Randy S.
Yelp
Tokyo, Hiroo. March 2025.
Hiroo doesn't have a lot of fancy single dwelling homes but the area is upscale. The neighborhood sits between busier Ebisu and Roppongi, and middle class Azabu. Uchitsu is in a discrete low rise building along a main thoroughfare in Hiroo.
The name is written variously as Uchitsu, Tempura Uchitsu, and TenTempura Uchitsu. The Ten is the same kanji for "heaven" and "tempura" so it gives you an idea of what chef-owner, Takahisa Uchitsu hopes to offer you.
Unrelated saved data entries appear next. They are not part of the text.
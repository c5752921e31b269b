// ==========================================
// Org Structure Engine - Import Transfer Objects
// ==========================================
// Parser output (unvalidated, no identity) and the structured report
// every import run returns to its caller.
// ==========================================

use crate::rules::code_level;
use serde::{Deserialize, Serialize};
use std::collections::BTreeMap;

// ==========================================
// ParsedDepartment - raw department row
// ==========================================
// Carries the provisional parent association derived from the code; no
// identity until persisted.
#[derive(Debug, Clone, PartialEq, Serialize, Deserialize)]
#[serde(rename_all = "camelCase")]
pub struct ParsedDepartment {
    pub code: String,
    pub name: String,
    pub parent_code: Option<String>,
    /// 1-based row in the source file, for diagnostics
    pub row: usize,
}

// ==========================================
// ParsedEmployee - raw employee row
// ==========================================
#[derive(Debug, Clone, PartialEq, Serialize, Deserialize)]
#[serde(rename_all = "camelCase")]
pub struct ParsedEmployee {
    pub tab_number: String,
    pub full_name: String,
    pub position_title: Option<String>,
    /// Department the row was associated with (own cell or the nearest
    /// preceding department row)
    pub department_code: Option<String>,
    pub row: usize,
}

// ==========================================
// ParsedOrgStructure - org-chart parse output
// ==========================================
// Errors and warnings are row-scoped diagnostics collected during the
// best-effort parse; they never abort it.
#[derive(Debug, Clone, Default, Serialize, Deserialize)]
#[serde(rename_all = "camelCase")]
pub struct ParsedOrgStructure {
    pub departments: Vec<ParsedDepartment>,
    pub employees: Vec<ParsedEmployee>,
    pub errors: Vec<String>,
    pub warnings: Vec<String>,
}

impl ParsedOrgStructure {
    /// True when nothing at all was extracted, diagnostics included.
    pub fn is_empty(&self) -> bool {
        self.departments.is_empty() && self.employees.is_empty() && self.errors.is_empty()
    }

    /// Aggregates the parse into display statistics.
    pub fn summary(&self) -> ParseSummary {
        let mut departments_by_level: BTreeMap<i32, usize> = BTreeMap::new();
        for dept in &self.departments {
            *departments_by_level.entry(code_level(&dept.code)).or_insert(0) += 1;
        }

        let mut employees_by_position: BTreeMap<String, usize> = BTreeMap::new();
        for emp in &self.employees {
            let title = emp
                .position_title
                .clone()
                .unwrap_or_else(|| "-".to_string());
            *employees_by_position.entry(title).or_insert(0) += 1;
        }

        ParseSummary {
            total_departments: self.departments.len(),
            total_employees: self.employees.len(),
            departments_by_level,
            employees_by_position,
            errors: self.errors.len(),
            warnings: self.warnings.len(),
        }
    }
}

// ==========================================
// ParseSummary - org-chart parse statistics
// ==========================================
#[derive(Debug, Clone, Serialize, Deserialize)]
#[serde(rename_all = "camelCase")]
pub struct ParseSummary {
    pub total_departments: usize,
    pub total_employees: usize,
    pub departments_by_level: BTreeMap<i32, usize>,
    pub employees_by_position: BTreeMap<String, usize>,
    pub errors: usize,
    pub warnings: usize,
}

// ==========================================
// RosterRow - one mapped roster line
// ==========================================
// Output of the header mapper: named, trimmed, still unvalidated.
// `row` is the 1-based line in the source file.
#[derive(Debug, Clone, Default, PartialEq, Serialize, Deserialize)]
#[serde(rename_all = "camelCase")]
pub struct RosterRow {
    pub tab_number: String,
    pub full_name: String,
    pub email: Option<String>,
    pub phone: Option<String>,
    pub department_code: Option<String>,
    pub position_title: Option<String>,
    pub manager_tab_number: Option<String>,
    pub row: usize,
}

// ==========================================
// ImportOptions
// ==========================================
#[derive(Debug, Clone, Serialize, Deserialize)]
#[serde(rename_all = "camelCase")]
pub struct ImportOptions {
    /// true: best-effort, valid rows are applied and failures reported.
    /// false: all-or-nothing, any row error leaves the database untouched.
    pub skip_on_error: bool,
}

impl Default for ImportOptions {
    fn default() -> Self {
        Self { skip_on_error: true }
    }
}

// ==========================================
// ImportRowError - a single failed row
// ==========================================
#[derive(Debug, Clone, Serialize, Deserialize)]
#[serde(rename_all = "camelCase")]
pub struct ImportRowError {
    /// Category: "parse" / "validation" / "import"
    #[serde(rename = "type")]
    pub error_type: String,
    pub message: String,
    /// 1-based row in the source file
    pub row: usize,
    /// Offending raw fields, when available
    pub data: Option<serde_json::Value>,
}

// ==========================================
// ImportReport - aggregate result of one import run
// ==========================================
// Always returned, errors included; a bad row lands here instead of
// aborting the batch.
#[derive(Debug, Clone, Default, Serialize, Deserialize)]
#[serde(rename_all = "camelCase")]
pub struct ImportReport {
    pub total_processed: usize,
    pub successful: usize,
    pub departments_created: usize,
    pub positions_created: usize,
    pub employees_created: usize,
    pub employees_updated: usize,
    pub errors: usize,
    pub error_details: Vec<ImportRowError>,
    pub warnings: Vec<String>,
    pub elapsed_ms: u64,
}

impl ImportReport {
    pub fn push_error(&mut self, error: ImportRowError) {
        self.error_details.push(error);
        self.errors = self.error_details.len();
    }
}

// ==========================================
// RosterValidationReport - dry-run check of a roster file
// ==========================================
#[derive(Debug, Clone, Default, Serialize, Deserialize)]
#[serde(rename_all = "camelCase")]
pub struct RosterValidationReport {
    pub total_rows: usize,
    pub valid_rows: usize,
    pub invalid_rows: usize,
    pub error_details: Vec<ImportRowError>,
}

#[cfg(test)]
mod tests {
    use super::*;

    #[test]
    fn test_parse_summary_counts_levels_and_positions() {
        let parsed = ParsedOrgStructure {
            departments: vec![
                ParsedDepartment {
                    code: "AP".to_string(),
                    name: "Head".to_string(),
                    parent_code: None,
                    row: 1,
                },
                ParsedDepartment {
                    code: "AP.1".to_string(),
                    name: "Child".to_string(),
                    parent_code: Some("AP".to_string()),
                    row: 2,
                },
                ParsedDepartment {
                    code: "AP.2".to_string(),
                    name: "Child2".to_string(),
                    parent_code: Some("AP".to_string()),
                    row: 3,
                },
            ],
            employees: vec![ParsedEmployee {
                tab_number: "EMP001".to_string(),
                full_name: "Ivanov Ivan".to_string(),
                position_title: Some("Engineer".to_string()),
                department_code: Some("AP.1".to_string()),
                row: 2,
            }],
            errors: vec!["bad row".to_string()],
            warnings: vec![],
        };

        let summary = parsed.summary();
        assert_eq!(summary.total_departments, 3);
        assert_eq!(summary.total_employees, 1);
        assert_eq!(summary.departments_by_level.get(&0), Some(&1));
        assert_eq!(summary.departments_by_level.get(&1), Some(&2));
        assert_eq!(summary.employees_by_position.get("Engineer"), Some(&1));
        assert_eq!(summary.errors, 1);
        assert_eq!(summary.warnings, 0);
    }

    #[test]
    fn test_import_report_error_counter_stays_in_sync() {
        let mut report = ImportReport::default();
        report.push_error(ImportRowError {
            error_type: "validation".to_string(),
            message: "bad email".to_string(),
            row: 4,
            data: None,
        });
        assert_eq!(report.errors, 1);
        assert_eq!(report.error_details.len(), 1);
    }

    #[test]
    fn test_report_serializes_with_boundary_keys() {
        let mut report = ImportReport {
            total_processed: 3,
            successful: 2,
            employees_created: 2,
            ..Default::default()
        };
        report.push_error(ImportRowError {
            error_type: "validation".to_string(),
            message: "Invalid email format: bad".to_string(),
            row: 3,
            data: None,
        });

        let json = serde_json::to_value(&report).unwrap();
        assert_eq!(json["totalProcessed"], 3);
        assert_eq!(json["employeesCreated"], 2);
        assert_eq!(json["errors"], 1);
        assert_eq!(json["errorDetails"][0]["row"], 3);
        assert_eq!(json["errorDetails"][0]["type"], "validation");
    }
}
This is an intimate 7 seat counter. There is a full length window illuminated with seasonal greenery. A sparse wooden back counter with simple pottery. It is meant to immediately relax and lift your spirits when you sit down, and refresh your line of vision as you eat. The atmosphere is very welcoming, starting from the smile and greeting when you enter, all the way to the very gracious welcome and goodbye by Taisho Uchitsu. You can ask questions, take photo, ask for advice on the best way to season or eat any piece. They will anticipate your needs as they watch how you eat. This is not for novices, but extremely foreigner-friendly if you're looking for an upscale experience.
You will not be served a course of all the traditional tempura heavy hitters - there are ingredients not usually used in high end tempura. There is a basket display of all the evening's vegetables, and a cedar box of many of the proteins offered. You will notice a slightly individualized mix of tempura for each diner.
The course starts with a sakizuke trio of seasonal bites before getting a delicate prawn crack-like shrimp head followed by the rest of the shrimp. A couple of otsumami dishes are very creative - there is a nori wrap of a grilled winter fish, menuki, eaten with shiso leaf, shiso flowers, wasabi, and beer marinated pickled takuan - a shallow dish of kombu dashi on a small brazier to shabu shabu raw seaweed and first of the season hotaru ika. Kasugodai, baby sea bream, is served as a filet with the tail on - an indication of the actual size of the tai. Amadai is a simple and beautiful offering with the skin and scales - the skin keeps the piece together while the scales form a crunchy rough pattern on the piece.
The final course before dessert is a choice of kakiage tempura with rice or noodles. A delicate broth of somen noodles, a tempura donburi with tare, or dish of kakiage in chazuke. My tencha was rice in a smokey katsuo dashi with a bright green aonori, topped with a kakiage of kobashira, surf clam adductors - a wow ending!
As an indication of how much he values your presence, Taisho Uchitsu will walk you to the door or curbside to see you out.
high end sushi is familiar and available to us in America. But there are no equivalents anywhere back home to the higher end tempura establishments in Tokyo. if you want tempura that changes your perception of you think tempura is about you simply have to have it at a higher end place in Japan. Uchitsu is definitely a place to seek out without intimidation or pretension.